Mechanical Engineer - Damien Mason
Damien Mason, CRH plc

The subjects which I had control of choosing and which influenced my career path were:

Secondary School: Technical Graphics, Construction Studies, Engineering, Physics. These were an excellent base for my degree course in Mechanical Engineering in University.

University: Mechanical Engineering - choose fluids stream instead of solids stream half way through my degree course. In my current career, choosing the fluids stream has not had any significant bearing on my ability to perform my job.

If I had the choice in Secondary School, I would have chosen Spanish as a language to study. This allows a lot of extra opportunities to travel globally.

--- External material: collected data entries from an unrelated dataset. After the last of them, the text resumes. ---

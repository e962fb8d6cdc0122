// Unit tests for block::search — the backward match scan and the greedy
// per-position token choice.
//
// Inputs are built from distinct filler bytes so that the only repeats are
// the ones each test plants on purpose.

use gbalz77::block::search::{find_match, select_token};
use gbalz77::block::types::{Token, LZ77_DISTANCE_MAX, MAX_MATCH};

/// `n` pairwise-distinct bytes starting at `start` (n ≤ 256 - start).
fn filler(start: u8, n: usize) -> Vec<u8> {
    (0..n).map(|i| start + i as u8).collect()
}

// ─────────────────────────────────────────────────────────────────────────────
// find_match — bounds
// ─────────────────────────────────────────────────────────────────────────────

#[test]
fn run_past_end_of_input_is_no_match() {
    let src = [0u8; 10];
    // 8 + 3 > 10
    assert_eq!(find_match(&src, 8, 3), 0);
    assert_eq!(find_match(&src, 9, 3), 0);
}

#[test]
fn offset_overflow_is_no_match() {
    let src = [0u8; 4];
    assert_eq!(find_match(&src, usize::MAX, 3), 0);
}

#[test]
fn offsets_below_eight_never_match() {
    let src = [0x55u8; 32];
    for offset in 0..8 {
        assert_eq!(find_match(&src, offset, 3), 0, "offset {offset}");
    }
}

// ─────────────────────────────────────────────────────────────────────────────
// find_match — search window
// ─────────────────────────────────────────────────────────────────────────────

#[test]
fn runs_of_one_byte_match_at_distance_eight_not_one() {
    let src = [0u8; 20];
    assert_eq!(find_match(&src, 8, 3), 8);
    assert_eq!(find_match(&src, 12, 3), 8);
}

#[test]
fn period_three_pattern_skips_distances_three_and_six() {
    let src: Vec<u8> = b"abc".iter().copied().cycle().take(24).collect();
    // "cab" at offset 8 only has a distance-8 candidate ("abc"): no match.
    assert_eq!(find_match(&src, 8, 3), 0);
    // "abc" at offset 9 matches offset 0 at distance 9, the first multiple of 3 ≥ 8.
    assert_eq!(find_match(&src, 9, 3), 9);
}

#[test]
fn nearest_candidate_wins() {
    let mut src = Vec::new();
    src.extend_from_slice(b"XYZ");
    src.extend(filler(0x80, 7));
    src.extend_from_slice(b"XYZ"); // at 10
    src.extend(filler(0x90, 7));
    src.extend_from_slice(b"XYZ"); // at 20
    assert_eq!(find_match(&src, 20, 3), 10);
}

#[test]
fn candidate_may_overlap_the_current_run() {
    let src = [7u8; 26];
    // Candidate at 0 covers 0..18, overlapping offset 8.
    assert_eq!(find_match(&src, 8, 18), 8);
}

#[test]
fn farthest_distance_is_4096() {
    let mut src = vec![0u8; LZ77_DISTANCE_MAX + 4];
    src[..3].copy_from_slice(b"ABC");
    src[LZ77_DISTANCE_MAX..LZ77_DISTANCE_MAX + 3].copy_from_slice(b"ABC");
    assert_eq!(find_match(&src, LZ77_DISTANCE_MAX, 3), LZ77_DISTANCE_MAX);
}

#[test]
fn distance_4097_is_out_of_window() {
    let mut src = vec![0u8; LZ77_DISTANCE_MAX + 5];
    src[..3].copy_from_slice(b"ABC");
    src[LZ77_DISTANCE_MAX + 1..LZ77_DISTANCE_MAX + 4].copy_from_slice(b"ABC");
    assert_eq!(find_match(&src, LZ77_DISTANCE_MAX + 1, 3), 0);
}

// ─────────────────────────────────────────────────────────────────────────────
// select_token
// ─────────────────────────────────────────────────────────────────────────────

#[test]
fn literal_when_nothing_matches() {
    let src = filler(0x20, 16);
    assert_eq!(select_token(&src, 0), Token::Literal(0x20));
    assert_eq!(select_token(&src, 12), Token::Literal(0x2C));
}

#[test]
fn literal_near_the_end_of_ten_zero_bytes() {
    let src = [0u8; 10];
    assert_eq!(select_token(&src, 8), Token::Literal(0));
    assert_eq!(select_token(&src, 9), Token::Literal(0));
}

#[test]
fn match_stops_growing_at_end_of_input() {
    // input[8..12) == input[0..4): lengths 3 and 4 match, 5 runs off the end.
    let mut src = filler(0x41, 8);
    let head = src[..4].to_vec();
    src.extend_from_slice(&head);
    assert_eq!(select_token(&src, 8), Token::Match { length: 4, distance: 8 });
}

#[test]
fn match_length_is_capped_at_eighteen() {
    let src = [0u8; 100];
    assert_eq!(
        select_token(&src, 8),
        Token::Match { length: MAX_MATCH as u8, distance: 8 }
    );
}

#[test]
fn each_length_is_probed_independently() {
    // WXYZ abcd WXYQ efgh WXYZ
    let src = b"WXYZabcdWXYQefghWXYZ";
    // Length 3 is found at distance 8 ("WXY" of "WXYQ") ...
    assert_eq!(find_match(src, 16, 3), 8);
    // ... length 4 only at distance 16.
    assert_eq!(find_match(src, 16, 4), 16);
    // The selector keeps the last successful probe.
    assert_eq!(select_token(src, 16), Token::Match { length: 4, distance: 16 });
}

#[test]
fn first_failed_length_ends_probing() {
    // Length 4 fails at every candidate, so the 3-byte match is kept.
    let mut src = Vec::new();
    src.extend_from_slice(b"PQRST"); // 0..5
    src.extend(filler(0x80, 3)); // 5..8
    src.extend_from_slice(b"PQR"); // 8..11
    src.extend(filler(0x90, 5)); // 11..16
    src.extend_from_slice(b"PQRxT"); // 16..21, 'x' breaks length 4
    assert_eq!(select_token(&src, 16), Token::Match { length: 3, distance: 8 });
}
//! File list construction with optional recursive directory expansion.
//!
//! Given a mixed list of file and directory paths, [`create_file_list`]
//! returns a flat `Vec<PathBuf>` of files to compress. Directories are walked
//! with the [`walkdir`] crate when `recursive` is set and rejected otherwise.
//!
//! **Symlink handling**: `walkdir` runs with its default `follow_links(false)`,
//! so symlink entries inside a walked directory are skipped. A symlink passed
//! directly as an input is forwarded as-is.

use std::io;
use std::path::{Path, PathBuf};

use walkdir::WalkDir;

/// Expand `inputs` into a flat list of regular files.
///
/// - Non-directory paths are forwarded unchanged; no existence check is done
///   here, a missing file surfaces as a read error later.
/// - Directories are walked in file-name order when `recursive` is `true`;
///   otherwise they produce an `InvalidInput` error.
/// - The first unreadable directory entry aborts the walk.
pub fn create_file_list<P: AsRef<Path>>(inputs: &[P], recursive: bool) -> io::Result<Vec<PathBuf>> {
    let mut result = Vec::new();
    for input in inputs {
        let input = input.as_ref();
        if !input.is_dir() {
            result.push(input.to_path_buf());
            continue;
        }
        if !recursive {
            return Err(io::Error::new(
                io::ErrorKind::InvalidInput,
                format!("{}: is a directory (use -r to recurse)", input.display()),
            ));
        }
        for entry in WalkDir::new(input).sort_by_file_name() {
            let entry = entry.map_err(|e| {
                e.io_error()
                    .map(|io| io::Error::new(io.kind(), io.to_string()))
                    .unwrap_or_else(|| io::Error::other(e.to_string()))
            })?;
            if entry.file_type().is_file() {
                result.push(entry.into_path());
            }
        }
    }
    Ok(result)
}
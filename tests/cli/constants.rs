// Tests for cli::constants — identity strings and display level.

use gbalz77::cli::constants::{display_level, set_display_level, COMPRESSOR_NAME, DISPLAY_LEVEL};
use std::sync::atomic::Ordering;

#[test]
fn compressor_name() {
    assert_eq!(COMPRESSOR_NAME, "gbalz");
}

#[test]
fn display_level_setter_and_getter_agree() {
    let prev = display_level();
    set_display_level(4);
    assert_eq!(DISPLAY_LEVEL.load(Ordering::Relaxed), 4);
    assert_eq!(display_level(), 4);
    set_display_level(prev);
}

#[test]
fn displaylevel_macro_compiles_at_any_level() {
    let prev = display_level();
    set_display_level(0);
    gbalz77::displaylevel!(1, "suppressed {}\n", 1);
    set_display_level(prev);
}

If I had the opportunity to change my choices in University, I would have done a years post grad in buisness studies and accounting after my degree in mechanical engineering. I belive this would have given me a competitive advantage in aspiring to a career in management.

 
 
Merchandising Manager - Barry Kelly
Barry Kelly, Lidl

I chose the usual subjects and also did Economics, Physics and French. There wasn't much choice in the leaving cert with subjects but if you wanted to do any extra subjects you would have to do them on your own time after school. But, as I was working part time before and after school I decided not to take on any extra stress.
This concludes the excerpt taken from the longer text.